* _Instructions to follow_:
Scan the entries below. List each line with "radix".

* _Stored items_:
*** Begin section ***
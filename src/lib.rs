#![no_std]

mod constants;
mod pins;

pub use constants::*;
pub use pins::DataPin;
use embedded_hal::delay::DelayNs;
use embedded_hal::digital::{InputPin, OutputPin};
use num_traits::ToPrimitive;

/// Driver for a TM1637 wired to a 4-digit display with a colon after the second digit.
///
/// The driver is not thread safe; the two pins and the bus sequence are one
/// resource. Share it behind a mutex if more than one task needs it.
pub struct TM1637<CLK, DIO, D> {
    clk: CLK,
    dio: DIO,
    delay: D,
    bit_delay_us: u32,
    powered_on: bool,
    coding: DigitCoding,
    last_ack: bool,
}

impl<CLK, DIO, D, E> TM1637<CLK, DIO, D>
where
    CLK: OutputPin<Error = E>,
    DIO: DataPin<Error = E>,
    D: DelayNs,
{
    /// Takes ownership of the pins. No bus traffic happens until [`open`](Self::open).
    pub fn new(clk: CLK, dio: DIO, delay: D) -> Self {
        Self {
            clk,
            dio,
            delay,
            bit_delay_us: 0,
            powered_on: false,
            coding: DigitCoding::PackedDecimal,
            last_ack: false,
        }
    }

    /// Wait `bit_delay_us` after every pin transition. Zero disables the wait.
    pub fn with_bit_delay_us(mut self, bit_delay_us: u32) -> Self {
        self.bit_delay_us = bit_delay_us;
        self
    }

    pub fn destroy(self) -> (CLK, DIO, D) {
        (self.clk, self.dio, self.delay)
    }

    /// Primes the bus, clears the display and switches it on at `brightness`.
    ///
    /// Both lines are driven high before the data line is switched to output so
    /// the controller never sees a spurious edge.
    pub fn open(&mut self, brightness: u8) -> Result<(), TM1637Error<E>> {
        self.dio.set_high()?;
        self.clk.set_high()?;
        self.dio.set_as_output()?;

        #[cfg(feature = "defmt")]
        defmt::debug!("tm1637: open, brightness {=u8}", brightness);

        self.clear()?;
        self.set_power_state(true)?;
        // brightness only sticks once the display is on
        self.set_brightness(brightness)?;
        Ok(())
    }

    /// Blanks every position and switches the display off.
    pub fn close(&mut self) -> Result<(), TM1637Error<E>> {
        #[cfg(feature = "defmt")]
        defmt::debug!("tm1637: close");

        self.clear()?;
        self.set_power_state(false)
    }

    pub fn set_digit_coding(&mut self, coding: DigitCoding) {
        self.coding = coding;
    }

    pub fn digit_coding(&self) -> DigitCoding {
        self.coding
    }

    pub fn is_powered_on(&self) -> bool {
        self.powered_on
    }

    /// Whether the controller acknowledged the most recently transmitted byte.
    pub fn last_ack(&self) -> bool {
        self.last_ack
    }

    /// Shows `value` right aligned on the four digits.
    ///
    /// Negative values get a minus sign left of the most significant digit
    /// when there is room for it. A negative value that fills all four digits
    /// is shown without its sign. `show_colon` lights the colon, which is
    /// wired to the second digit.
    pub fn set_displayed_integer(
        &mut self,
        value: i32,
        show_colon: bool,
    ) -> Result<(), TM1637Error<E>> {
        let magnitude = value.unsigned_abs();
        let last = Position::C4.index();

        if magnitude == 0 {
            self.begin_write(Position::C4)?;
            self.send_data(self.decode_value(0, 0), true)?;
            return Ok(());
        }

        let radix = match self.coding {
            DigitCoding::PackedDecimal => 10,
            DigitCoding::RawByte => 0x100,
        };

        let mut remaining = magnitude;
        let mut digits_sent = 0;
        for i in 0..NUM_DIGITS {
            self.begin_write(Position::from_index(last - i))?;
            let mut segments = self.decode_value(magnitude, i);
            if i == 2 && show_colon {
                segments |= segment::COLON_MASK;
            }
            self.send_data(segments, true)?;

            remaining /= radix;
            if remaining == 0 {
                break;
            }
            digits_sent += 1;
        }

        // digits_sent lags by one once the loop breaks early, so the sign fits
        // after up to three digits and is dropped only when all four are used
        if value < 0 && digits_sent < 3 {
            self.begin_write(Position::from_index(last - (digits_sent + 1)))?;
            self.send_data(segment::MINUS_SIGN, true)?;
        }
        Ok(())
    }

    /// Generic front end to [`set_displayed_integer`](Self::set_displayed_integer).
    pub fn set_displayed_value<T>(&mut self, value: T, show_colon: bool) -> Result<(), TM1637Error<E>>
    where
        T: ToPrimitive,
    {
        let value = value.to_i32().ok_or(TM1637Error::InvalidValue)?;
        self.set_displayed_integer(value, show_colon)
    }

    /// Writes the two hour digits at the left of the display.
    pub fn set_hours(
        &mut self,
        value: u16,
        show_colon: bool,
        prepend_zero: bool,
    ) -> Result<(), TM1637Error<E>> {
        let tens = self.two_digit_tens(value, prepend_zero);
        let mut ones = self.decode_value(value.into(), 0);
        if show_colon {
            ones |= segment::COLON_MASK;
        }

        self.begin_write(Position::C1)?;
        self.send_data(tens, false)?;
        self.send_data(ones, true)?;
        Ok(())
    }

    /// Writes the two minute digits at the right of the display, leaving the hours alone.
    pub fn set_minutes(&mut self, value: u16, prepend_zero: bool) -> Result<(), TM1637Error<E>> {
        let tens = self.two_digit_tens(value, prepend_zero);
        let ones = self.decode_value(value.into(), 0);

        self.begin_write(Position::C3)?;
        self.send_data(tens, false)?;
        self.send_data(ones, true)?;
        Ok(())
    }

    pub fn set_time(
        &mut self,
        hours: u16,
        minutes: u16,
        show_colon: bool,
        prepend_zero: bool,
    ) -> Result<(), TM1637Error<E>> {
        self.set_hours(hours, show_colon, prepend_zero)?;
        self.set_minutes(minutes, prepend_zero)
    }

    /// Lights every segment of every position.
    pub fn test_all_segments(&mut self) -> Result<(), TM1637Error<E>> {
        self.fill(segment::ALL_SEGMENTS)
    }

    pub fn set_blank(&mut self, digit: Digit) -> Result<(), TM1637Error<E>> {
        self.set_segments(digit, segment::BLANK)
    }

    /// Writes a raw segment pattern to one digit.
    pub fn set_segments(&mut self, digit: Digit, segments: u8) -> Result<(), TM1637Error<E>> {
        self.begin_write(digit.into())?;
        self.send_data(segments, true)?;
        Ok(())
    }

    /// Blanks all six display registers.
    pub fn clear(&mut self) -> Result<(), TM1637Error<E>> {
        self.fill(segment::BLANK)
    }

    /// Maps `level` onto the eight hardware steps (`level / 32`).
    ///
    /// The step is combined with the current power state, so while the display
    /// is off the new level is sent with the off command and has no visible
    /// effect until the display is switched on again.
    pub fn set_brightness(&mut self, level: u8) -> Result<(), TM1637Error<E>> {
        let command = u8::from(self.power_command()) | (level / BRIGHTNESS_STEP);

        #[cfg(feature = "defmt")]
        defmt::debug!("tm1637: brightness {=u8} -> {=u8:#x}", level, command);

        self.send_command(DataCommand::WriteData.into(), true)?;
        self.send_command(command, true)?;
        Ok(())
    }

    pub fn set_power_state(&mut self, on: bool) -> Result<(), TM1637Error<E>> {
        self.powered_on = on;

        #[cfg(feature = "defmt")]
        defmt::debug!("tm1637: power {=bool}", on);

        self.send_command(DataCommand::WriteData.into(), true)?;
        self.send_command(self.power_command().into(), true)?;
        Ok(())
    }

    /// Segment pattern for digit `digit` (0 = rightmost) of `value` under the current coding.
    pub fn decode_value(&self, value: u32, digit: u8) -> u8 {
        decode_digit(self.coding, value, digit)
    }

    /// START, one byte, and optionally STOP. Returns whether the byte was acknowledged.
    pub fn send_command(&mut self, command: u8, append_stop: bool) -> Result<bool, TM1637Error<E>> {
        self.send_start()?;
        self.send_data(command, append_stop)
    }

    /// One byte on an already started frame, optionally closing it with STOP.
    pub fn send_data(&mut self, data: u8, append_stop: bool) -> Result<bool, TM1637Error<E>> {
        let ack = self.transmit_byte(data)?;
        if append_stop {
            self.send_stop()?;
        }
        Ok(ack)
    }

    /// Clocks out `value` LSB first and samples the acknowledgement.
    ///
    /// A missing acknowledgement is reported as `Ok(false)`, only pin failures are errors.
    pub fn transmit_byte(&mut self, value: u8) -> Result<bool, TM1637Error<E>> {
        for bit in 0..8 {
            self.clk_low()?;
            self.dio_level(value & (1 << bit) != 0)?;
            self.clk_high()?;
        }

        let ack = self.read_ack()?;
        self.last_ack = ack;

        #[cfg(feature = "defmt")]
        {
            if ack {
                defmt::trace!("tm1637: sent {=u8:#x}", value);
            } else {
                defmt::warn!("tm1637: no ack for {=u8:#x}", value);
            }
        }

        Ok(ack)
    }

    /// Data falls while the clock is high.
    pub fn send_start(&mut self) -> Result<(), TM1637Error<E>> {
        self.dio_level(false)?;
        self.clk_high()
    }

    /// Data rises while the clock is high.
    pub fn send_stop(&mut self) -> Result<(), TM1637Error<E>> {
        self.dio_level(false)?;
        self.clk_high()?;
        self.dio_level(true)
    }

    /// Selects auto-increment writes and addresses `position`, leaving the frame open
    /// for the digit bytes.
    pub fn begin_write(&mut self, position: Position) -> Result<bool, TM1637Error<E>> {
        self.send_command(DataCommand::WriteData.into(), true)?;
        self.send_command(position.into(), false)
    }

    fn fill(&mut self, segments: u8) -> Result<(), TM1637Error<E>> {
        self.begin_write(Position::C1)?;
        for _ in 1..NUM_POSITIONS {
            self.send_data(segments, false)?;
        }
        self.send_data(segments, true)?;
        Ok(())
    }

    fn two_digit_tens(&self, value: u16, prepend_zero: bool) -> u8 {
        let tens = self.decode_value(value.into(), 1);
        if tens == segment::BLANK && prepend_zero {
            self.decode_value(0, 0)
        } else {
            tens
        }
    }

    fn power_command(&self) -> ControlCommand {
        if self.powered_on {
            ControlCommand::DisplayOn
        } else {
            ControlCommand::DisplayOff
        }
    }

    // the line reads low when the controller acknowledges
    fn read_ack(&mut self) -> Result<bool, TM1637Error<E>> {
        self.clk_low()?;
        self.dio.set_as_input()?;
        self.wait();
        self.clk_high()?;
        let released = self.dio.is_high()?;
        self.clk_low()?;
        self.dio_level(true)?;
        self.dio.set_as_output()?;
        self.wait();
        Ok(!released)
    }

    fn dio_level(&mut self, high: bool) -> Result<(), TM1637Error<E>> {
        if high {
            self.dio.set_high()?;
        } else {
            self.dio.set_low()?;
        }
        self.wait();
        Ok(())
    }

    fn clk_low(&mut self) -> Result<(), TM1637Error<E>> {
        self.clk.set_low()?;
        self.wait();
        Ok(())
    }

    fn clk_high(&mut self) -> Result<(), TM1637Error<E>> {
        self.clk.set_high()?;
        self.wait();
        Ok(())
    }

    fn wait(&mut self) {
        if self.bit_delay_us > 0 {
            self.delay.delay_us(self.bit_delay_us);
        }
    }
}

/// Segment pattern for digit `digit` (0 = rightmost, clamped to 3) of `value`.
///
/// In packed decimal coding a zero value always decodes to the `0` glyph and a
/// digit beyond the most significant one decodes to blank. In raw byte coding
/// the selected byte of `value` is returned as is.
pub fn decode_digit(coding: DigitCoding, value: u32, digit: u8) -> u8 {
    let digit = digit.min(NUM_DIGITS - 1);

    match coding {
        DigitCoding::PackedDecimal => {
            if value == 0 {
                return DIGITS_FONT[0];
            }
            let mut remaining = value;
            let mut current = 0;
            for _ in 0..=digit {
                if remaining == 0 {
                    return segment::BLANK;
                }
                current = remaining % 10;
                remaining /= 10;
            }
            DIGITS_FONT[current as usize]
        }
        DigitCoding::RawByte => (value >> (8 * u32::from(digit))) as u8,
    }
}

#[derive(Clone, Copy, Debug)]
#[cfg_attr(feature = "defmt", derive(defmt::Format))]
pub enum TM1637Error<E> {
    PinError(E),
    InvalidValue,
}

impl<E> From<E> for TM1637Error<E> {
    fn from(error: E) -> Self {
        TM1637Error::PinError(error)
    }
}
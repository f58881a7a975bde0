#![allow(dead_code)]

use std::cell::RefCell;
use std::rc::Rc;

use embedded_hal::digital::{ErrorKind, ErrorType, InputPin, OutputPin};
use tm1637_4digit::{DataPin, TM1637};

#[derive(Clone, Copy, Debug, PartialEq, Eq)]
pub enum Event {
    Clk(bool),
    Dio(bool),
    DioInput,
    DioOutput,
    DioRead,
    Delay(u32),
}

#[derive(Default)]
struct BusState {
    events: Vec<Event>,
    nack: bool,
}

/// Shared recorder for every pin operation the driver performs.
#[derive(Clone, Default)]
pub struct Bus {
    state: Rc<RefCell<BusState>>,
}

impl Bus {
    pub fn events(&self) -> Vec<Event> {
        self.state.borrow().events.clone()
    }

    pub fn reset(&self) {
        self.state.borrow_mut().events.clear();
    }

    /// Make the data line read high in the acknowledge slot.
    pub fn set_nack(&self, nack: bool) {
        self.state.borrow_mut().nack = nack;
    }

    fn push(&self, event: Event) {
        self.state.borrow_mut().events.push(event);
    }

    /// Replays the recorded edges and returns the bytes of each START..STOP frame.
    ///
    /// Bits are sampled on rising clock edges while the data line is driven.
    /// A frame still open at the end of the log is returned as well.
    pub fn frames(&self) -> Vec<Vec<u8>> {
        let mut frames = Vec::new();
        let mut current: Option<Vec<u8>> = None;
        let (mut clk, mut dio, mut driving) = (true, true, true);
        let (mut byte, mut bits) = (0u8, 0u8);

        for event in self.events() {
            match event {
                Event::Clk(level) => {
                    if level && !clk && driving {
                        if let Some(frame) = current.as_mut() {
                            if dio {
                                byte |= 1 << bits;
                            }
                            bits += 1;
                            if bits == 8 {
                                frame.push(byte);
                                byte = 0;
                                bits = 0;
                            }
                        }
                    }
                    clk = level;
                }
                Event::Dio(level) => {
                    if clk && driving && dio && !level {
                        if let Some(frame) = current.take() {
                            frames.push(frame);
                        }
                        current = Some(Vec::new());
                        byte = 0;
                        bits = 0;
                    } else if clk && driving && !dio && level {
                        if let Some(frame) = current.take() {
                            frames.push(frame);
                        }
                    }
                    dio = level;
                }
                Event::DioInput => driving = false,
                Event::DioOutput => driving = true,
                Event::DioRead | Event::Delay(_) => {}
            }
        }
        if let Some(frame) = current {
            frames.push(frame);
        }
        frames
    }
}

pub struct MockClk {
    bus: Bus,
}

impl ErrorType for MockClk {
    type Error = ErrorKind;
}

impl OutputPin for MockClk {
    fn set_low(&mut self) -> Result<(), Self::Error> {
        self.bus.push(Event::Clk(false));
        Ok(())
    }

    fn set_high(&mut self) -> Result<(), Self::Error> {
        self.bus.push(Event::Clk(true));
        Ok(())
    }
}

pub struct MockDio {
    bus: Bus,
}

impl ErrorType for MockDio {
    type Error = ErrorKind;
}

impl OutputPin for MockDio {
    fn set_low(&mut self) -> Result<(), Self::Error> {
        self.bus.push(Event::Dio(false));
        Ok(())
    }

    fn set_high(&mut self) -> Result<(), Self::Error> {
        self.bus.push(Event::Dio(true));
        Ok(())
    }
}

impl InputPin for MockDio {
    fn is_high(&mut self) -> Result<bool, Self::Error> {
        self.bus.push(Event::DioRead);
        Ok(self.bus.state.borrow().nack)
    }

    fn is_low(&mut self) -> Result<bool, Self::Error> {
        self.is_high().map(|high| !high)
    }
}

impl DataPin for MockDio {
    fn set_as_input(&mut self) -> Result<(), Self::Error> {
        self.bus.push(Event::DioInput);
        Ok(())
    }

    fn set_as_output(&mut self) -> Result<(), Self::Error> {
        self.bus.push(Event::DioOutput);
        Ok(())
    }
}

pub struct MockDelay {
    bus: Bus,
}

impl embedded_hal::delay::DelayNs for MockDelay {
    fn delay_ns(&mut self, ns: u32) {
        self.bus.push(Event::Delay(ns));
    }

    fn delay_us(&mut self, us: u32) {
        self.bus.push(Event::Delay(us * 1_000));
    }
}

pub type MockDisplay = TM1637<MockClk, MockDio, MockDelay>;

/// Driver on mock pins; nothing has been sent yet.
pub fn display() -> (MockDisplay, Bus) {
    let bus = Bus::default();
    let display = TM1637::new(
        MockClk { bus: bus.clone() },
        MockDio { bus: bus.clone() },
        MockDelay { bus: bus.clone() },
    );
    (display, bus)
}

/// Driver that has been opened at full brightness, with the log cleared.
pub fn opened_display() -> (MockDisplay, Bus) {
    let (mut display, bus) = display();
    display.open(0xFF).unwrap();
    bus.reset();
    (display, bus)
}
*** End section ***
* _Problem solution_:
        let radix = match self.coding {
            remaining /= radix;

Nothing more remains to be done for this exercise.